Segment Open

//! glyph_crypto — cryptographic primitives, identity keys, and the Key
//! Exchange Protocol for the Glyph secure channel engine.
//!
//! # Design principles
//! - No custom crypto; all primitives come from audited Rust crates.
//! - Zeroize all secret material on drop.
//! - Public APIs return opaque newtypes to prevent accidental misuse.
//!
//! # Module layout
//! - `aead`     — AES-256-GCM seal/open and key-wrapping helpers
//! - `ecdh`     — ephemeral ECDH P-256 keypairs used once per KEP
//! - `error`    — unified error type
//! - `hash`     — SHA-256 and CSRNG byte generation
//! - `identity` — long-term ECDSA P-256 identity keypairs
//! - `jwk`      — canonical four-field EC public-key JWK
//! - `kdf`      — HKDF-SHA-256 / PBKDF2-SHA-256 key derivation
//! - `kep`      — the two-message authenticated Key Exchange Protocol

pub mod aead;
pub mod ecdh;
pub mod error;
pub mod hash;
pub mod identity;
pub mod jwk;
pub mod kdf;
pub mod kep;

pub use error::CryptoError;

Segment Closed

- What you need to do
Your answer should hold every line of the entries that contains the string "ecdh".

- Answer to the exercise
//! - `ecdh`     — ephemeral ECDH P-256 keypairs used once per KEP
pub mod ecdh;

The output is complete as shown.